Kat Mortensen said...

I've read this one before and liked it very much. It puts me in mind of Dorothy Parker - a specific poem that escapes me at the minute.

I look forward to your "dancing" poem.

Kat

I'm just faffing about with the limitations of magnets.

Rachel Fox said...

I've been working on a fridge magnet project thing this year too. I've been trying to do a poem a month...managed it about 2 months out of 3.

Glad you like this poem. It is simple but it says quite a lot, I think. Sounds like my epitaph!

xxx

Fiendish said...

"Sounds like my epitaph" made me laugh, I must admit. Couldn't be further from the truth, of course. This poem is very sweet and has plenty of the lovely, rhythmic quality I admire about your stuff.

Rachel Fox said...

I may have to frame some of your comments, Fiendish. And if you think this is rhythmic...just wait for the dancing poem!

x

The Weaver of Grass said...

I like the way this poem has a form, Rachel - it swings along nicely and I like the sentiments expressed too.

The Solitary Walker said...

Call me a Dylan fanatic, but this one reminded me how Bob sometimes plays around with words (eg with the word 'broken' in 'Everything is Broken.')

Then again, I tend to see Dylan connections everywhere.

Anonymous said...

I love this. Great stuff.

hope said...

Brief and beautiful it dances off the tongue.

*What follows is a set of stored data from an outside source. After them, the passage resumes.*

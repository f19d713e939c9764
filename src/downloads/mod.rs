//! Download index over the directory-per-release layout
//! (`downloads/<release-dir>/<file>`).
//!
//! Release files are classified by matching their names against per-platform
//! regular-expression templates; `%version%` in a template is replaced with
//! the (regex-escaped) release directory name before matching.

mod cache;

pub use cache::{Checksummer, FileMeta, MetadataCache, MetadataCacheError, Sha256Checksummer};

use std::collections::HashSet;
use std::path::{Path, PathBuf};

use regex::Regex;
use thiserror::Error;

#[derive(Debug, Error)]
pub enum DownloadError {
    #[error("IO error: {0}")]
    Io(#[from] std::io::Error),
    #[error("Invalid platform pattern '{pattern}': {source}")]
    Pattern {
        pattern: String,
        source: regex::Error,
    },
    #[error("Unknown platform: {0}")]
    UnknownPlatform(String),
}

/// A (label, filename-pattern-template) pair classifying release files by
/// target platform/packaging type. Table order is display order.
#[derive(Debug, Clone)]
pub struct PlatformMatcher {
    pub label: String,
    pub pattern: String,
}

impl PlatformMatcher {
    pub fn new(label: impl Into<String>, pattern: impl Into<String>) -> Self {
        Self {
            label: label.into(),
            pattern: pattern.into(),
        }
    }

    /// Compile the template for one release directory name.
    fn regex_for(&self, version: &str) -> Result<Regex, DownloadError> {
        let pattern = self.pattern.replace("%version%", &regex::escape(version));
        Regex::new(&pattern).map_err(|source| DownloadError::Pattern {
            pattern: self.pattern.clone(),
            source,
        })
    }
}

/// The platform naming each released package follows.
pub fn default_matchers() -> Vec<PlatformMatcher> {
    vec![
        PlatformMatcher::new("Tarball", r"monotone-%version%\.tar\.gz"),
        PlatformMatcher::new("Linux x86/glibc 2.3", r"mtn-%version%-linux-x86\.bz2"),
        PlatformMatcher::new("Mac OS X Installer", r"monotone-%version%\.dmg"),
        PlatformMatcher::new("Mac OS X Binary", r"mtn-%version%-osx(-univ)?\.bz2"),
        PlatformMatcher::new("Solaris Package", r"PMmonotone-%version%\.(i386|sparc)\.pkg"),
        PlatformMatcher::new("Windows Installer", r"monotone-%version%-setup\.exe"),
    ]
}

/// Latest matched files for one platform, all from a single release
/// directory (a release may ship multiple files per platform, e.g. 32/64-bit
/// variants).
#[derive(Debug, Clone, PartialEq)]
pub struct PlatformDownloads {
    pub platform: String,
    /// Relative paths `release-dir/file-name`, in directory listing order.
    pub files: Vec<String>,
}

#[derive(Debug, Clone)]
pub struct DownloadIndex {
    root: PathBuf,
    matchers: Vec<PlatformMatcher>,
}

impl DownloadIndex {
    pub fn new<P: AsRef<Path>>(root: P, matchers: Vec<PlatformMatcher>) -> Self {
        Self {
            root: root.as_ref().to_path_buf(),
            matchers,
        }
    }

    pub fn matchers(&self) -> &[PlatformMatcher] {
        &self.matchers
    }

    /// Scan release directories newest-first (reverse lexicographic by
    /// directory name). The first directory in which a platform's pattern
    /// matches any file wins that platform's slot for good; later (older)
    /// directories are never reconsidered for it. Scanning stops early once
    /// every platform has been matched.
    pub fn latest_per_platform(&self) -> Result<Vec<PlatformDownloads>, DownloadError> {
        let mut matched: HashSet<usize> = HashSet::new();
        let mut files_per_platform: Vec<Vec<String>> = vec![Vec::new(); self.matchers.len()];

        for dir in self.release_dirs()? {
            if matched.len() == self.matchers.len() {
                break;
            }

            let regexes: Vec<Option<Regex>> = self
                .matchers
                .iter()
                .enumerate()
                .map(|(i, m)| {
                    if matched.contains(&i) {
                        Ok(None)
                    } else {
                        m.regex_for(&dir).map(Some)
                    }
                })
                .collect::<Result<_, _>>()?;

            // Platforms matched within this directory keep collecting files
            // from it; they are only sealed once the directory is done.
            let mut newly_matched: HashSet<usize> = HashSet::new();
            for file in self.files_in(&dir)? {
                for (i, regex) in regexes.iter().enumerate() {
                    if let Some(regex) = regex {
                        if regex.is_match(&file) {
                            files_per_platform[i].push(format!("{dir}/{file}"));
                            newly_matched.insert(i);
                        }
                    }
                }
            }
            matched.extend(newly_matched);
        }

        Ok(self
            .matchers
            .iter()
            .zip(files_per_platform)
            .filter(|(_, files)| !files.is_empty())
            .map(|(matcher, files)| PlatformDownloads {
                platform: matcher.label.clone(),
                files,
            })
            .collect())
    }

    /// Every file matching `platform`'s pattern across all release
    /// directories, sorted reverse lexicographically by relative path.
    /// Directory names are compared as plain strings, not as versions.
    pub fn all_files(&self, platform: &str) -> Result<Vec<String>, DownloadError> {
        let matcher = self
            .matchers
            .iter()
            .find(|m| m.label == platform)
            .ok_or_else(|| DownloadError::UnknownPlatform(platform.to_string()))?;

        let mut paths = Vec::new();
        for dir in self.release_dirs()? {
            let regex = matcher.regex_for(&dir)?;
            for file in self.files_in(&dir)? {
                if regex.is_match(&file) {
                    paths.push(format!("{dir}/{file}"));
                }
            }
        }

        paths.sort_by(|a, b| b.cmp(a));
        Ok(paths)
    }

    /// Release directory names, reverse lexicographically sorted.
    /// Non-directory entries are skipped.
    fn release_dirs(&self) -> Result<Vec<String>, DownloadError> {
        let mut dirs = Vec::new();
        for entry in std::fs::read_dir(&self.root)? {
            let entry = entry?;
            if !entry.file_type()?.is_dir() {
                continue;
            }
            if let Ok(name) = entry.file_name().into_string() {
                if !name.starts_with('.') {
                    dirs.push(name);
                }
            }
        }
        dirs.sort_by(|a, b| b.cmp(a));
        Ok(dirs)
    }

    fn files_in(&self, dir: &str) -> Result<Vec<String>, DownloadError> {
        let mut files = Vec::new();
        for entry in std::fs::read_dir(self.root.join(dir))? {
            let entry = entry?;
            if !entry.file_type()?.is_file() {
                continue;
            }
            if let Ok(name) = entry.file_name().into_string() {
                if !name.starts_with('.') {
                    files.push(name);
                }
            }
        }
        files.sort_by(|a, b| b.cmp(a));
        Ok(files)
    }
}
use chrono::{DateTime, Utc};
use serde::{Deserialize, Serialize};

/// A hosted project.
#[derive(Debug, Clone, Serialize, Deserialize)]
pub struct ProjectRecord {
    pub name: String,
    pub created_at: DateTime<Utc>,
}

/// Per-user, per-project boolean capability flags.
#[derive(Debug, Clone, PartialEq, Eq, Serialize, Deserialize)]
pub struct PermissionRecord {
    pub username: String,
    /// Grant/revoke permissions for other users
    pub give: bool,
    /// Upload files
    pub upload: bool,
    /// Replace the project home page
    pub homepage: bool,
    /// Upload keys, edit write permissions
    pub access: bool,
    /// Start/stop the server, reset the database
    pub server: bool,
    /// Edit the project description and resources
    pub description: bool,
}

impl PermissionRecord {
    /// All capabilities granted; used for a project's creator.
    pub fn full(username: impl Into<String>) -> Self {
        Self {
            username: username.into(),
            give: true,
            upload: true,
            homepage: true,
            access: true,
            server: true,
            description: true,
        }
    }

    pub fn has(&self, capability: Capability) -> bool {
        match capability {
            Capability::Give => self.give,
            Capability::Upload => self.upload,
            Capability::Homepage => self.homepage,
            Capability::Access => self.access,
            Capability::Server => self.server,
            Capability::Description => self.description,
        }
    }
}

#[derive(Debug, Clone, Copy, PartialEq, Eq)]
pub enum Capability {
    Give,
    Upload,
    Homepage,
    Access,
    Server,
    Description,
}

/// A named URL resource shown on a project page.
#[derive(Debug, Clone, PartialEq, Eq, Serialize, Deserialize)]
pub struct ResourceRecord {
    pub name: String,
    pub url: String,
}
use std::sync::{Arc, Mutex};

use tracing::info;
use tracing_subscriber::{layer::SubscriberExt, util::SubscriberInitExt};

use mtn_web::{
    api,
    auth::Authenticator,
    config::Config,
    daemon::DaemonClient,
    downloads::{default_matchers, DownloadIndex, MetadataCache},
    feeds::FeedAggregator,
    storage::Database,
    AppState,
};

#[tokio::main(flavor = "current_thread")]
async fn main() -> anyhow::Result<()> {
    // Initialize tracing
    let env_filter =
        tracing_subscriber::EnvFilter::try_from_default_env().unwrap_or_else(|_| "info".into());

    let log_format = std::env::var("LOG_FORMAT").unwrap_or_default();
    match log_format.to_lowercase().as_str() {
        "json" => {
            tracing_subscriber::registry()
                .with(env_filter)
                .with(
                    tracing_subscriber::fmt::layer()
                        .json()
                        .with_target(true)
                        .with_span_list(false),
                )
                .init();
        }
        _ => {
            tracing_subscriber::registry()
                .with(env_filter)
                .with(tracing_subscriber::fmt::layer())
                .init();
        }
    }

    info!(version = env!("CARGO_PKG_VERSION"), "mtn-web starting");

    // Load configuration
    let config = Config::load()?;

    // Initialize database and session secret
    let db = Database::open(&config.server.data_dir)?;
    info!("Database opened at: {}", config.server.data_dir);

    let auth = Authenticator::open(&config.server.data_dir, config.session_ttl_secs)?;

    // Download index and its persisted size/checksum cache
    let downloads = DownloadIndex::new(&config.site.downloads_dir, default_matchers());
    let mut metadata = MetadataCache::new(&config.site.downloads_dir, &config.site.cache_dir);
    if let Err(e) = metadata.load() {
        tracing::warn!(error = %e, "Starting with an empty download metadata cache");
    }

    let feeds = FeedAggregator::new(&config.feeds, &config.site.cache_dir);
    let daemon = DaemonClient::new(&config.daemon);

    // Create shared state
    let state = Arc::new(AppState {
        config: config.clone(),
        db,
        auth,
        daemon,
        feeds,
        downloads,
        metadata: Mutex::new(metadata),
    });

    // Build and start the HTTP server
    let app = api::create_router(Arc::clone(&state));
    let listener = tokio::net::TcpListener::bind(&config.server.bind_address).await?;
    info!("Listening on: {}", config.server.bind_address);

    axum::serve(listener, app)
        .with_graceful_shutdown(shutdown_signal())
        .await?;

    // Persist the metadata cache before exiting
    if let Ok(mut metadata) = state.metadata.lock() {
        if let Err(e) = metadata.flush() {
            tracing::error!(error = %e, "Failed to flush download metadata cache during shutdown");
        }
    }

    info!("Shutdown complete");
    Ok(())
}

async fn shutdown_signal() {
    let ctrl_c = async {
        tokio::signal::ctrl_c()
            .await
            .expect("Failed to install Ctrl+C handler");
    };

    #[cfg(unix)]
    let terminate = async {
        tokio::signal::unix::signal(tokio::signal::unix::SignalKind::terminate())
            .expect("Failed to install SIGTERM handler")
            .recv()
            .await;
    };

    #[cfg(not(unix))]
    let terminate = std::future::pending::<()>();

    tokio::select! {
        _ = ctrl_c => {},
        _ = terminate => {},
    }

    info!("Shutdown signal received, draining connections");
}
pub mod admin;
mod feeds;
mod pages;
mod session;
mod uploads;

use std::sync::OnceLock;

use regex::Regex;

use crate::api::response::ApiError;
use crate::storage::DatabaseError;

pub use admin::admin_api;
pub use feeds::{news_feed, releases_feed};
pub use pages::{downloads_archive_page, downloads_page, index_page, serve_package, serve_project_file};
pub use session::{change_password, login, logout, register};
pub use uploads::{change_homepage, upload_files};

/// Map a storage failure to the admin protocol's opaque server error.
fn storage_error(e: DatabaseError) -> ApiError {
    tracing::error!(error = %e, "Storage operation failed");
    ApiError::internal("Internal server error.")
}

/// Validate a project name before it is used as a path component. Only
/// letters, numbers and dash are allowed, which rules out traversal.
fn safe_project(project: &str) -> Result<&str, ApiError> {
    static RE: OnceLock<Regex> = OnceLock::new();
    let re = RE.get_or_init(|| Regex::new(r"^[a-zA-Z0-9-]+$").expect("valid project-name regex"));
    if re.is_match(project) {
        Ok(project)
    } else {
        Err(ApiError::bad_request(
            "Only letters, numbers, and dash are allowed in a project name.",
        ))
    }
}

/// Strip any directory part from a client-supplied file name.
fn basename(name: &str) -> &str {
    name.rsplit(['/', '\\']).next().unwrap_or("")
}
//! Transaction use cases: the paginated feed and its statistics.

use std::sync::Arc;

use chrono::{DateTime, Utc};

use super::pagination::{page, parse_limit, parse_offset};
use crate::api::dto::{TransactionDto, TransactionQuery, TransactionStatsDto, TransactionsResponse};
use crate::domain::{NetworkProfile, Transaction, TransactionStats, TransactionType};
use crate::repository::{PoolRepository, TransactionRepository};

/// Read-side orchestration for transactions.
#[derive(Debug, Clone)]
pub struct TransactionService {
    transactions: Arc<TransactionRepository>,
    pools: Arc<PoolRepository>,
    network: NetworkProfile,
}

impl TransactionService {
    /// Creates a new `TransactionService`.
    #[must_use]
    pub fn new(
        transactions: Arc<TransactionRepository>,
        pools: Arc<PoolRepository>,
        network: NetworkProfile,
    ) -> Self {
        Self {
            transactions,
            pools,
            network,
        }
    }

    /// Returns one page of the newest-first transaction feed.
    ///
    /// `total` counts every transaction matching the filters, before
    /// paging.
    pub async fn get_transactions(&self, query: &TransactionQuery) -> TransactionsResponse {
        let limit = parse_limit(query.limit.as_deref());
        let offset = parse_offset(query.offset.as_deref());
        let matching = self.filter(query).await;

        TransactionsResponse {
            transactions: page(&matching, offset, limit)
                .iter()
                .map(TransactionDto::from)
                .collect(),
            total: matching.len(),
            limit,
            offset,
        }
    }

    async fn filter(&self, query: &TransactionQuery) -> Vec<Transaction> {
        let tx_type = match query.tx_type.as_deref().map(str::parse::<TransactionType>) {
            Some(Ok(tx_type)) => Some(tx_type),
            Some(Err(_)) => return Vec::new(),
            None => None,
        };
        let event_id = query.event_id.as_deref();
        let pool_id = query.pool_id.as_deref();

        // The first filter present picks the finder; the rest narrow it.
        let mut items = match (event_id, pool_id, tx_type) {
            (Some(event_id), _, _) => self.transactions.find_by_event_id(event_id).await,
            (None, Some(pool_id), _) => self.transactions.find_by_pool_id(pool_id).await,
            (None, None, Some(tx_type)) => self.transactions.find_by_type(tx_type).await,
            (None, None, None) => self.transactions.find_all().await,
        };
        if let Some(pool_id) = pool_id {
            items.retain(|t| t.pool_id() == Some(pool_id));
        }
        if let Some(tx_type) = tx_type {
            items.retain(|t| t.tx_type() == tx_type);
        }
        items
    }

    /// Aggregates dashboard statistics for the 24 hours ending at `now`.
    pub async fn get_transaction_stats(&self, now: DateTime<Utc>) -> TransactionStatsDto {
        let pools = self.pools.find_all().await;
        let transactions = self.transactions.find_all().await;
        TransactionStats::aggregate(&pools, &transactions, &self.network, now).into()
    }
}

Well done.

Liz said...

Hi Rachel, just found your blog through Barbara ...like your posts and the poem too - sure is rhythmic, I agree, - will try to listen to it at some stage throughout the day.

cheers
Liz

Frances said...

Great fun Rachel. May all your poems be dancing ones.

Jim Murdoch said...

I just made a comment on Dick Jones' blog and I'm going to make the same one here. Or a similar one. I think the best thing about this poem is the title. I've not listened to you read it and, although I'm sure the poem reads very well, for me the whole point to the piece is that I don't know what exact tone it should be read in. Normally an ambiguity like this would annoy me but in this instance, to my way of thinking, the ambiguity is the point.

Rachel Fox said...

Thanks for all these lovely comments. Almost all of you mention music or rhythm or dancing and that is SO important for me (and I guess most of you at some level). Much as I love writing and reading it is music/sound/rhythm that comes first for me in lots of ways. It's hard to explain...the poems do it better.

I'm glad this little poem is getting some love though and it is appreciated. I must admit I'm a little worried that it may get quite excited by all this attention, perhaps get a bit big-headed, start going off to celebrity parties, pick up a drug habit, have to go to rehab. Poems can be so temperamental, so demanding...I'll keep an eye on it.

It is in my book by the way (still available...all good websites and various book shops and places in Scotland). I'm always open to interesting swaps too (I grew up with Swap Shop on TV). But please no 'Buckaroo'.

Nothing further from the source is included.